L’ascolto simpatetico esprime simpatia e affetto verso chi parla.

Il suo fine non si limita all’ascolto ma vuole anche dimostrare affettività e piacere dell’interazione verso l’altro. È un ascolto non necessariamente migliore di quello empatico, ma solo diverso. Nell’ascolto simpatetico, la priorità è dare all’altro la sensazione di piacevolezza e vicinanza.

È essenziale far capire che ci interessa quanto sta dicendo, non solo per i dati, ma per la persona che li esprime. Ascoltare in questo caso diventa parte di un gioco relazionale che ha una componente seduttiva, quello che ci interessa non è solo una fredda analisi di dati e parole, ma vi è un forte stato di ammirazione o apprezzamento, e persino di felicità per l’essere in contatto e comunicare.

L’ascolto simpatetico dimostra calore umano, piacere della relazione, gradimento dell’altro, sia con le parole che con il sistema non verbale.
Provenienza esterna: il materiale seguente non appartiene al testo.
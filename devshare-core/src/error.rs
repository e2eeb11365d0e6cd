use thiserror::Error;

#[derive(Error, Debug)]
pub enum CoreError {
    #[error("Communicator error: {0}")]
    Comm(String),

    #[error("Rank {rank} is out of range for a communicator of size {size}")]
    InvalidRank { rank: usize, size: usize },

    #[error("Message from rank {source_rank} (tag {tag}) has {len} bytes, not a multiple of {elem_size}")]
    MalformedMessage {
        source_rank: usize,
        tag: u32,
        len: usize,
        elem_size: usize,
    },

    #[error("Device inventory error: {0}")]
    Inventory(String),

    #[error("Device error on device {ordinal}: {message}")]
    Device { ordinal: usize, message: String },

    #[error("IO error: {0}")]
    IoError(#[from] std::io::Error),

    #[error("Invalid matrix dimensions: {0}")]
    InvalidDimensions(String),
}

pub type Result<T> = core::result::Result<T, CoreError>;
//! Redistribution between the all-process row layout and the device-owner
//! row layout.
//!
//! Rows keep their global order: each device owner holds the concatenation
//! of its group members' row blocks, and the owners' blocks tile the global
//! row range in gpu rank order.

use crate::error::{Error, Result};
use crate::topology::Topology;
use bytemuck::Pod;
use devshare_core::{CommExt, CsrPartition, CsrView};

/// Messages and bytes moved by redistribution on this process.
#[derive(Debug, Clone, Copy, Default, PartialEq, Eq)]
pub struct TrafficStats {
    pub messages_sent: usize,
    pub messages_received: usize,
    pub bytes_sent: usize,
    pub bytes_received: usize,
}

impl TrafficStats {
    pub fn total_messages(&self) -> usize {
        self.messages_sent + self.messages_received
    }

    fn sent<T>(&mut self, payload: &[T]) {
        self.messages_sent += 1;
        self.bytes_sent += std::mem::size_of_val(payload);
    }

    fn received<T>(&mut self, payload: &[T]) {
        self.messages_received += 1;
        self.bytes_received += std::mem::size_of_val(payload);
    }
}

/// Row ownership for one operator, identical on every process.
#[derive(Debug, Clone, PartialEq, Eq)]
pub struct DistributionPlan {
    n_global_rows: usize,
    rank: usize,
    /// Rows held by each global rank, and where they start.
    rank_rows: Vec<usize>,
    rank_first_row: Vec<usize>,
    /// Global ranks of this process's device group, in group rank order.
    group: Vec<usize>,
    /// `partition_offsets[g]..partition_offsets[g + 1]` belong to gpu rank `g`.
    partition_offsets: Vec<usize>,
    pass_through: bool,
}

impl DistributionPlan {
    /// Collective over the global communicator.
    pub fn build(topology: &Topology, n_local_rows: usize, n_global_rows: usize) -> Result<Self> {
        let global = topology.global();
        let records = global.all_gather(&[n_local_rows as u64, n_global_rows as u64])?;
        let mut rank_rows = Vec::with_capacity(records.len());
        for (rank, record) in records.iter().enumerate() {
            match record.as_slice() {
                [rows, total] if *total as usize == n_global_rows => rank_rows.push(*rows as usize),
                _ => {
                    return Err(Error::InvalidInput(format!(
                        "rank {} reports a different global row count than {}",
                        rank, n_global_rows
                    )))
                }
            }
        }
        let rank_first_row: Vec<usize> = rank_rows
            .iter()
            .scan(0, |next, &rows| {
                let first = *next;
                *next += rows;
                Some(first)
            })
            .collect();
        let total: usize = rank_rows.iter().sum();
        if total != n_global_rows {
            return Err(Error::InvalidInput(format!(
                "local rows sum to {} but the matrix has {} global rows",
                total, n_global_rows
            )));
        }

        let owner_of = topology.owner_of();
        let owners = topology.owners();
        let mut partition_offsets = Vec::with_capacity(owners.len() + 1);
        partition_offsets.push(0);
        for &owner in &owners {
            let members: Vec<usize> = (0..owner_of.len())
                .filter(|&rank| owner_of[rank] == owner)
                .collect();
            let contiguous =
                members.first() == Some(&owner) && members.windows(2).all(|w| w[1] == w[0] + 1);
            if !contiguous {
                return Err(Error::Topology(format!(
                    "device group of owner {} holds non-contiguous ranks {:?}",
                    owner, members
                )));
            }
            let rows: usize = members.iter().map(|&rank| rank_rows[rank]).sum();
            let next = partition_offsets[partition_offsets.len() - 1] + rows;
            partition_offsets.push(next);
        }

        let rank = global.rank();
        let group: Vec<usize> = (0..owner_of.len())
            .filter(|&r| owner_of[r] == owner_of[rank])
            .collect();
        if group.len() != topology.device_group().size() {
            return Err(Error::Topology(format!(
                "device group has {} members but the plan expects {}",
                topology.device_group().size(),
                group.len()
            )));
        }

        let plan = Self {
            n_global_rows,
            rank,
            rank_rows,
            rank_first_row,
            group,
            partition_offsets,
            pass_through: topology.is_pass_through(),
        };
        log::debug!(
            "Distribution plan: rank {} holds {} rows, owner partition {:?}",
            rank,
            n_local_rows,
            plan.partition_offsets
        );
        Ok(plan)
    }

    pub fn n_global_rows(&self) -> usize {
        self.n_global_rows
    }

    pub fn n_local_rows(&self) -> usize {
        self.rank_rows[self.rank]
    }

    pub fn first_row(&self) -> usize {
        self.rank_first_row[self.rank]
    }

    pub fn partition_offsets(&self) -> &[usize] {
        &self.partition_offsets
    }

    pub fn is_pass_through(&self) -> bool {
        self.pass_through
    }

    /// Rows held by the owner of this process's group after gathering.
    pub fn n_owned_rows(&self) -> usize {
        self.group.iter().map(|&rank| self.rank_rows[rank]).sum()
    }

    fn owned_first_row(&self) -> usize {
        self.group
            .first()
            .map_or(0, |&owner| self.rank_first_row[owner])
    }

    /// Gathers a per-row (or per-entry) array to the group owner, who gets
    /// the members' chunks concatenated in group order.
    fn gather<T: Pod>(
        &self,
        topology: &Topology,
        local: &[T],
        stats: &mut TrafficStats,
    ) -> Result<Option<Vec<Vec<T>>>> {
        let group = topology.device_group();
        if group.size() == 1 {
            return Ok(Some(vec![local.to_vec()]));
        }
        let chunks = group.gather_to_root(0, local)?;
        match &chunks {
            Some(chunks) => chunks[1..].iter().for_each(|chunk| stats.received(chunk)),
            None => stats.sent(local),
        }
        log::trace!(
            "Gathered {} bytes within device group (rank {})",
            std::mem::size_of_val(local),
            group.rank()
        );
        Ok(chunks)
    }

    /// Gathers a row-distributed vector to the owners.
    pub fn gather_vector(
        &self,
        topology: &Topology,
        local: &[f64],
        stats: &mut TrafficStats,
    ) -> Result<Option<Vec<f64>>> {
        if local.len() != self.n_local_rows() {
            return Err(Error::InvalidInput(format!(
                "vector has {} entries for {} local rows",
                local.len(),
                self.n_local_rows()
            )));
        }
        let Some(chunks) = self.gather(topology, local, stats)? else {
            return Ok(None);
        };
        for (&rank, chunk) in self.group.iter().zip(&chunks) {
            if chunk.len() != self.rank_rows[rank] {
                return Err(Error::InvalidInput(format!(
                    "rank {} sent {} vector entries for {} rows",
                    rank,
                    chunk.len(),
                    self.rank_rows[rank]
                )));
            }
        }
        Ok(Some(chunks.concat()))
    }

    /// Gathers matrix values (structure unchanged) to the owners.
    pub fn gather_values(
        &self,
        topology: &Topology,
        values: &[f64],
        stats: &mut TrafficStats,
    ) -> Result<Option<Vec<f64>>> {
        Ok(self.gather(topology, values, stats)?.map(|chunks| chunks.concat()))
    }

    /// Gathers the row blocks of a distributed matrix to the owners.
    pub fn gather_matrix(
        &self,
        topology: &Topology,
        block: &CsrView<'_>,
        stats: &mut TrafficStats,
    ) -> Result<Option<CsrPartition>> {
        if block.n_local_rows() != self.n_local_rows() {
            return Err(Error::InvalidInput(format!(
                "matrix block has {} rows, plan expects {}",
                block.n_local_rows(),
                self.n_local_rows()
            )));
        }
        let offsets: Vec<u64> = block.row_offsets().iter().map(|&o| o as u64).collect();
        let cols: Vec<u64> = block.col_indices().iter().map(|&c| c as u64).collect();

        let offset_chunks = self.gather(topology, &offsets, stats)?;
        let col_chunks = self.gather(topology, &cols, stats)?;
        let value_chunks = self.gather(topology, block.values(), stats)?;
        let (Some(offset_chunks), Some(col_chunks), Some(value_chunks)) =
            (offset_chunks, col_chunks, value_chunks)
        else {
            return Ok(None);
        };

        let mut row_offsets = Vec::with_capacity(self.n_owned_rows() + 1);
        row_offsets.push(0usize);
        for chunk in &offset_chunks {
            let base = row_offsets[row_offsets.len() - 1];
            row_offsets.extend(chunk.iter().skip(1).map(|&o| base + o as usize));
        }
        let col_indices: Vec<usize> = col_chunks.concat().into_iter().map(|c| c as usize).collect();
        let values = value_chunks.concat();

        let owned = CsrPartition::from_parts(
            self.owned_first_row(),
            self.n_global_rows,
            row_offsets,
            col_indices,
            values,
        )?;
        log::debug!(
            "Owner rank {} assembled rows {}..{} ({} non-zeros) from {} processes",
            self.rank,
            owned.first_row(),
            owned.first_row() + self.n_owned_rows(),
            devshare_core::DistributedMatrix::n_local_nz(&owned),
            self.group.len()
        );
        Ok(Some(owned))
    }

    /// Returns each group member its rows of an owner-layout vector; the
    /// inverse of [`DistributionPlan::gather_vector`].
    pub fn scatter_vector(
        &self,
        topology: &Topology,
        owned: Option<&[f64]>,
        stats: &mut TrafficStats,
    ) -> Result<Vec<f64>> {
        let group = topology.device_group();
        let chunks = match owned {
            Some(owned) => {
                if owned.len() != self.n_owned_rows() {
                    return Err(Error::InvalidInput(format!(
                        "owner vector has {} entries for {} rows",
                        owned.len(),
                        self.n_owned_rows()
                    )));
                }
                let mut rest = owned;
                let mut chunks = Vec::with_capacity(self.group.len());
                for &rank in &self.group {
                    let (chunk, tail) = rest.split_at(self.rank_rows[rank]);
                    chunks.push(chunk.to_vec());
                    rest = tail;
                }
                Some(chunks)
            }
            None => None,
        };
        if group.size() == 1 {
            return chunks
                .and_then(|mut c| c.pop())
                .ok_or_else(|| Error::InvalidInput("owner has no vector to return".to_string()));
        }
        if let Some(chunks) = &chunks {
            chunks[1..].iter().for_each(|chunk| stats.sent(chunk));
        }
        let mine = group.scatter_from_root(0, chunks.as_deref())?;
        if chunks.is_none() {
            stats.received(&mine);
        }
        Ok(mine)
    }

    /// Broadcasts `data` from the group owner to its members.
    pub fn share_from_owner<T: Pod>(
        &self,
        topology: &Topology,
        data: Option<&[T]>,
        stats: &mut TrafficStats,
    ) -> Result<Vec<T>> {
        let group = topology.device_group();
        if group.size() == 1 {
            return data
                .map(<[T]>::to_vec)
                .ok_or_else(|| Error::InvalidInput("owner has nothing to share".to_string()));
        }
        if let Some(data) = data {
            (1..group.size()).for_each(|_| stats.sent(data));
        }
        let shared = group.broadcast(0, data)?;
        if data.is_none() {
            stats.received(&shared);
        }
        Ok(shared)
    }
}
Consideriamo un fattore molto pratico. L’ascolto simpatetico è un ascolto che “avvicina”, e avvicinare relazionalmente la persona che vogliamo ingaggiare può essere un’ottima strategia psicologica per aprire poi varchi verso un ascolto più profondo.

L’ascolto simpatetico può essere facilmente giudicato come un ascolto “ruffiano”, ma chiediamoci se viviamo in una società avara di complimenti o no.

La nostra società è tanto rapida nel giudizio e accusa – quanto avara di carezze psicologiche, persino quando facciamo qualcosa di buono. Allora, un ascolto simpatetico, quando ci sta, quando c’è l’occasione, è un regalo gradito, e mai un regalo di poco conto.

Quando ascoltiamo qualcuno, e qualcosa di positivo riverbera in noi, lasciamo che sia, diciamolo, esterniamolo, non ce ne dobbiamo vergognare.

Concludiamo con una breve riflessione.

Nel corso del libro si incontrano tante tecniche, modalità, strategie, per praticare un ascolto attivo e in profondità. Per entrare nella mente e nei cuori, o per estrarre informazioni, o per lavorare assieme meglio. Ma qualsiasi sia il nostro intento e il bagaglio di tecniche, ve ne è una, che davvero non posso insegnare ma solo suggerire: la volontà di ascolto.